In January, it looked so easy. Texting was America's hottest danger in need of prohibition. Lawmakers had piles of research showing that texting is very dangerous, and real-life stories to back it up. They had Kate Moore, 16, of Des Moines, the fastest text-typer in all America, arguing in favor of a ban.
I envisioned a law that fines drivers dumb enough to get caught in the act of texting while also leveling strong penalties at texting drivers who cause injury or death. Send an official state message that texting and driving is a bad combination. Change your distracted ways. Simple.
That's essentially what the original House bill did. But then, a powerful argument changed everything - people are so stupid that we must either overreach or do nothing.
Proponents of this view insisted that the original bill failed to ban reading messages, reading e-mail, reading online newspapers, surfing the Internet, typing a Word document, playing BrickBreaker, ordering music on iTunes, updating your Facebook status or countless other things stupid drivers might do. (Note that talking on the phone while driving, which lawmakers do a lot, is not mentioned.) Still, in the face of stupidity, the House stuck to its simple bill.

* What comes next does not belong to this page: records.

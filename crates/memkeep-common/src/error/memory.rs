//! Memory manager error types.

use std::fmt;
use thiserror::Error;

use crate::types::BlockId;

/// Error codes for categorizing errors.
///
/// These codes travel over the wire to remote callers and are stable
/// across versions.
#[derive(Debug, Clone, Copy, PartialEq, Eq, Hash)]
#[repr(u16)]
pub enum ErrorCode {
    // General errors (0x0000 - 0x00FF)
    /// Unknown or unspecified error.
    Unknown = 0x0000,
    /// Invalid configuration.
    InvalidConfig = 0x0001,
    /// Malformed request from a remote caller.
    BadRequest = 0x0002,
    /// The response would not fit in a single wire frame.
    ResponseTooLarge = 0x0003,

    // I/O errors (0x0100 - 0x01FF)
    /// General I/O error.
    Io = 0x0100,

    // Arena errors (0x0200 - 0x02FF)
    /// Not enough space left before the frontier.
    OutOfMemory = 0x0200,
    /// Block id unknown or already reclaimed.
    InvalidBlock = 0x0201,
    /// Requested size exceeds the block length.
    SizeMismatch = 0x0202,
    /// The arena buffer could not be obtained.
    AllocationFailure = 0x0203,
    /// The block's reference count cannot grow any further.
    RefCountOverflow = 0x0204,
}

impl ErrorCode {
    /// Returns the numeric code.
    #[inline]
    #[must_use]
    pub const fn as_u16(self) -> u16 {
        self as u16
    }

    /// Maps a numeric code back to an `ErrorCode`.
    ///
    /// Unrecognized values map to [`ErrorCode::Unknown`].
    #[must_use]
    pub const fn from_u16(code: u16) -> Self {
        match code {
            0x0001 => Self::InvalidConfig,
            0x0002 => Self::BadRequest,
            0x0003 => Self::ResponseTooLarge,
            0x0100 => Self::Io,
            0x0200 => Self::OutOfMemory,
            0x0201 => Self::InvalidBlock,
            0x0202 => Self::SizeMismatch,
            0x0203 => Self::AllocationFailure,
            0x0204 => Self::RefCountOverflow,
            _ => Self::Unknown,
        }
    }

    /// Returns the error category name.
    #[must_use]
    pub const fn category(&self) -> &'static str {
        match (*self as u16) >> 8 {
            0x00 => "General",
            0x01 => "I/O",
            0x02 => "Arena",
            _ => "Unknown",
        }
    }
}

impl fmt::Display for ErrorCode {
    fn fmt(&self, f: &mut fmt::Formatter<'_>) -> fmt::Result {
        write!(f, "{self:?}")
    }
}

/// The main error type for memkeep.
///
/// # Example
///
/// ```rust
/// use memkeep_common::error::{ErrorCode, MemoryError, MemoryResult};
/// use memkeep_common::types::BlockId;
///
/// fn read_block(id: BlockId) -> MemoryResult<Vec<u8>> {
///     Err(MemoryError::InvalidBlock { id })
/// }
///
/// let err = read_block(BlockId::new(3)).unwrap_err();
/// assert_eq!(err.code(), ErrorCode::InvalidBlock);
/// ```
#[derive(Debug, Error)]
pub enum MemoryError {
    // ==========================================================================
    // Arena Errors
    // ==========================================================================
    /// The requested allocation does not fit before the end of the arena.
    #[error("out of memory: requested {requested} bytes, {available} available")]
    OutOfMemory {
        /// Bytes requested.
        requested: usize,
        /// Bytes left between the frontier and the arena capacity.
        available: usize,
    },

    /// The block id is unknown, reclaimed, or removed by compaction.
    #[error("block {id} is not valid")]
    InvalidBlock {
        /// The offending id.
        id: BlockId,
    },

    /// A read or write asked for more bytes than the block holds.
    #[error("block {id} holds {block_size} bytes, {requested} requested")]
    SizeMismatch {
        /// The block being accessed.
        id: BlockId,
        /// Bytes requested by the caller.
        requested: usize,
        /// Length of the block.
        block_size: usize,
    },

    /// The block already holds the maximum number of references.
    #[error("block {id} reference count overflow")]
    RefCountOverflow {
        /// The offending id.
        id: BlockId,
    },

    /// The arena buffer itself could not be obtained.
    #[error("failed to allocate arena of {capacity} bytes: {reason}")]
    AllocationFailure {
        /// Capacity that was requested.
        capacity: usize,
        /// Why the allocation failed.
        reason: String,
    },

    // ==========================================================================
    // Configuration and I/O Errors
    // ==========================================================================
    /// Invalid configuration.
    #[error("invalid configuration: {message}")]
    Config {
        /// Error message.
        message: String,
    },

    /// I/O error from the underlying system.
    #[error("I/O error: {source}")]
    Io {
        /// The underlying I/O error.
        #[from]
        source: std::io::Error,
    },
}

impl MemoryError {
    /// Creates a configuration error.
    pub fn config(message: impl Into<String>) -> Self {
        Self::Config {
            message: message.into(),
        }
    }

    /// Creates an invalid block error.
    #[must_use]
    pub const fn invalid_block(id: BlockId) -> Self {
        Self::InvalidBlock { id }
    }

    /// Returns the error code for this error.
    #[must_use]
    pub const fn code(&self) -> ErrorCode {
        match self {
            Self::OutOfMemory { .. } => ErrorCode::OutOfMemory,
            Self::InvalidBlock { .. } => ErrorCode::InvalidBlock,
            Self::SizeMismatch { .. } => ErrorCode::SizeMismatch,
            Self::AllocationFailure { .. } => ErrorCode::AllocationFailure,
            Self::RefCountOverflow { .. } => ErrorCode::RefCountOverflow,
            Self::Config { .. } => ErrorCode::InvalidConfig,
            Self::Io { .. } => ErrorCode::Io,
        }
    }

    /// Returns true if the caller may retry, e.g. after compacting.
    #[must_use]
    pub const fn is_retryable(&self) -> bool {
        matches!(self, Self::OutOfMemory { .. })
    }

    /// Returns true if the manager cannot be used after this error.
    #[must_use]
    pub const fn is_fatal(&self) -> bool {
        matches!(self, Self::AllocationFailure { .. })
    }
}

#[cfg(test)]
mod tests {
    use super::*;

    #[test]
    fn test_error_codes() {
        assert_eq!(ErrorCode::OutOfMemory.as_u16(), 0x0200);
        assert_eq!(ErrorCode::InvalidBlock.category(), "Arena");
        assert_eq!(ErrorCode::Io.category(), "I/O");
        assert_eq!(ErrorCode::InvalidConfig.category(), "General");
    }

    #[test]
    fn test_code_round_trip() {
        for code in [
            ErrorCode::InvalidConfig,
            ErrorCode::BadRequest,
            ErrorCode::ResponseTooLarge,
            ErrorCode::Io,
            ErrorCode::OutOfMemory,
            ErrorCode::InvalidBlock,
            ErrorCode::SizeMismatch,
            ErrorCode::AllocationFailure,
            ErrorCode::RefCountOverflow,
        ] {
            assert_eq!(ErrorCode::from_u16(code.as_u16()), code);
        }
        assert_eq!(ErrorCode::from_u16(0xFFFF), ErrorCode::Unknown);
    }

    #[test]
    fn test_error_display() {
        let err = MemoryError::SizeMismatch {
            id: BlockId::new(4),
            requested: 16,
            block_size: 8,
        };
        assert_eq!(err.to_string(), "block 4 holds 8 bytes, 16 requested");

        let err = MemoryError::OutOfMemory {
            requested: 100,
            available: 10,
        };
        assert!(err.to_string().contains("requested 100 bytes"));
    }

    #[test]
    fn test_error_classification() {
        let oom = MemoryError::OutOfMemory {
            requested: 1,
            available: 0,
        };
        assert!(oom.is_retryable());
        assert!(!oom.is_fatal());

        let invalid = MemoryError::invalid_block(BlockId::new(1));
        assert!(!invalid.is_retryable());
        assert_eq!(invalid.code(), ErrorCode::InvalidBlock);

        let fatal = MemoryError::AllocationFailure {
            capacity: 1,
            reason: "denied".into(),
        };
        assert!(fatal.is_fatal());
        assert_eq!(fatal.code(), ErrorCode::AllocationFailure);
    }

    #[test]
    fn test_io_conversion() {
        let io = std::io::Error::new(std::io::ErrorKind::NotFound, "gone");
        let err: MemoryError = io.into();
        assert_eq!(err.code(), ErrorCode::Io);
    }
}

Not so in the Senate. Under its “tougher” version, reading a text or e-mail would be illegal. Did you just glance at your blinking BlackBerry? Or were you dialing a legal cell phone call? Both look like crimes in progress.
The Senate would make looking down while driving a possible law enforcement event, a police-able moment. This seems potentially problematic.
“This would be the first time you put something in Iowa law - the so-called texting issue - where you probably vastly expand that ability for law enforcement to stop someone without direct evidence of a crime being committed,” said House Majority Leader Kevin McCarthy, D-Des Moines.
Minority Leader Kraig Paulsen, R-Hiawatha, also dislikes the bill. Hey, bipartisanship.
Something is going to pass, probably, and I still hope they trade tough for simple. You can't ban stupidity, but you can pass a stupid bill.